» Assigned task: Within the data that follows, how many lines carry the string "page"? Give the number alone.
--------
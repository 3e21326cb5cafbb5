//! Landing-route selection and route-to-URL mapping.
//!
//! Two decisions live here and they intentionally differ:
//!
//! - [`home_route`] picks the "home" link for an already-authenticated
//!   principal. Unknown roles land on the administrator home.
//! - [`login_redirect`] picks where to send a user right after login.
//!   Unknown roles land on the neutral [`RouteId::Home`].

use serde::{Deserialize, Serialize};
use tracing::warn;

use crate::config::RoutesConfig;
use crate::role::{Principal, Role};

/// Abstract destination inside the application.
#[derive(Debug, Clone, Copy, PartialEq, Eq, Hash, Serialize, Deserialize)]
#[serde(rename_all = "snake_case")]
pub enum RouteId {
    /// Administrator dashboard.
    AdminHome,
    /// Customer dashboard.
    CustomerHome,
    /// Role-neutral landing page.
    Home,
    /// Login form.
    Login,
}

impl std::fmt::Display for RouteId {
    fn fmt(&self, f: &mut std::fmt::Formatter<'_>) -> std::fmt::Result {
        match self {
            Self::AdminHome => write!(f, "admin.home"),
            Self::CustomerHome => write!(f, "customer.home"),
            Self::Home => write!(f, "home"),
            Self::Login => write!(f, "login"),
        }
    }
}

/// Home route for a role.
///
/// Unrecognized roles fall back to [`RouteId::AdminHome`]. That fallback
/// grants the administrator landing page to anyone with an unexpected role
/// name, so it is logged every time it happens.
#[must_use]
pub fn home_route(role: &Role) -> RouteId {
    match role {
        Role::Administrator => RouteId::AdminHome,
        Role::Customer => RouteId::CustomerHome,
        Role::Unrecognized(name) => {
            warn!(role = %name, "unrecognized role, falling back to administrator home");
            RouteId::AdminHome
        }
    }
}

/// Home route for a role given by display name (`"Amministratore"`,
/// `"Cliente"`). Matching is exact and case-sensitive.
#[must_use]
pub fn resolve_home_route(role_name: &str) -> RouteId {
    home_route(&Role::from_display_name(role_name))
}

/// Home route for the given principal.
#[must_use]
pub fn home_route_for(principal: &Principal) -> RouteId {
    home_route(&principal.role)
}

/// Where to send a user after a successful login.
#[must_use]
pub fn login_redirect(role: &Role) -> RouteId {
    match role {
        Role::Administrator => RouteId::AdminHome,
        Role::Customer => RouteId::CustomerHome,
        Role::Unrecognized(_) => RouteId::Home,
    }
}

/// Maps abstract routes to concrete URL paths.
#[derive(Debug, Clone, PartialEq, Eq)]
pub struct RouteTable {
    routes: RoutesConfig,
}

impl RouteTable {
    /// Build a table from configured paths.
    #[must_use]
    pub fn new(routes: RoutesConfig) -> Self {
        Self { routes }
    }

    /// Path for the given route.
    #[must_use]
    pub fn url_for(&self, route: RouteId) -> &str {
        match route {
            RouteId::AdminHome => &self.routes.admin_home,
            RouteId::CustomerHome => &self.routes.customer_home,
            RouteId::Home => &self.routes.home,
            RouteId::Login => &self.routes.login,
        }
    }
}

impl Default for RouteTable {
    fn default() -> Self {
        Self::new(RoutesConfig::default())
    }
}

#[cfg(test)]
mod tests {
    use super::*;
    use crate::logging::init_test_logging;

    #[test]
    fn test_resolve_home_route_administrator() {
        assert_eq!(resolve_home_route("Amministratore"), RouteId::AdminHome);
    }

    #[test]
    fn test_resolve_home_route_customer() {
        assert_eq!(resolve_home_route("Cliente"), RouteId::CustomerHome);
    }

    #[test]
    fn test_resolve_home_route_unknown_falls_back_to_admin() {
        init_test_logging();
        assert_eq!(resolve_home_route("unknown"), RouteId::AdminHome);
        assert_eq!(resolve_home_route(""), RouteId::AdminHome);
        assert_eq!(resolve_home_route("cliente"), RouteId::AdminHome);
    }

    #[test]
    fn test_home_route_for_principal() {
        let customer = Principal::new(1, "Anna", Role::Customer);
        assert_eq!(home_route_for(&customer), RouteId::CustomerHome);

        let admin = Principal::new(2, "Luca", Role::Administrator);
        assert_eq!(home_route_for(&admin), RouteId::AdminHome);
    }

    #[test]
    fn test_login_redirect_by_role() {
        assert_eq!(login_redirect(&Role::Administrator), RouteId::AdminHome);
        assert_eq!(login_redirect(&Role::Customer), RouteId::CustomerHome);
        assert_eq!(
            login_redirect(&Role::Unrecognized("operator".to_string())),
            RouteId::Home
        );
    }

    #[test]
    fn test_route_table_defaults() {
        let table = RouteTable::default();
        assert_eq!(table.url_for(RouteId::AdminHome), "/admin/home");
        assert_eq!(table.url_for(RouteId::CustomerHome), "/customer/home");
        assert_eq!(table.url_for(RouteId::Home), "/home");
        assert_eq!(table.url_for(RouteId::Login), "/login");
    }

    #[test]
    fn test_route_table_custom_paths() {
        let table = RouteTable::new(RoutesConfig {
            admin_home: "/backoffice".to_string(),
            ..RoutesConfig::default()
        });
        assert_eq!(table.url_for(RouteId::AdminHome), "/backoffice");
        assert_eq!(table.url_for(RouteId::Home), "/home");
    }

    #[test]
    fn test_route_id_display() {
        assert_eq!(RouteId::AdminHome.to_string(), "admin.home");
        assert_eq!(RouteId::CustomerHome.to_string(), "customer.home");
    }

    #[test]
    fn test_resolution_is_idempotent() {
        for name in ["Amministratore", "Cliente", "???"] {
            assert_eq!(resolve_home_route(name), resolve_home_route(name));
        }
    }
}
--------
» Answer for this exercise: 2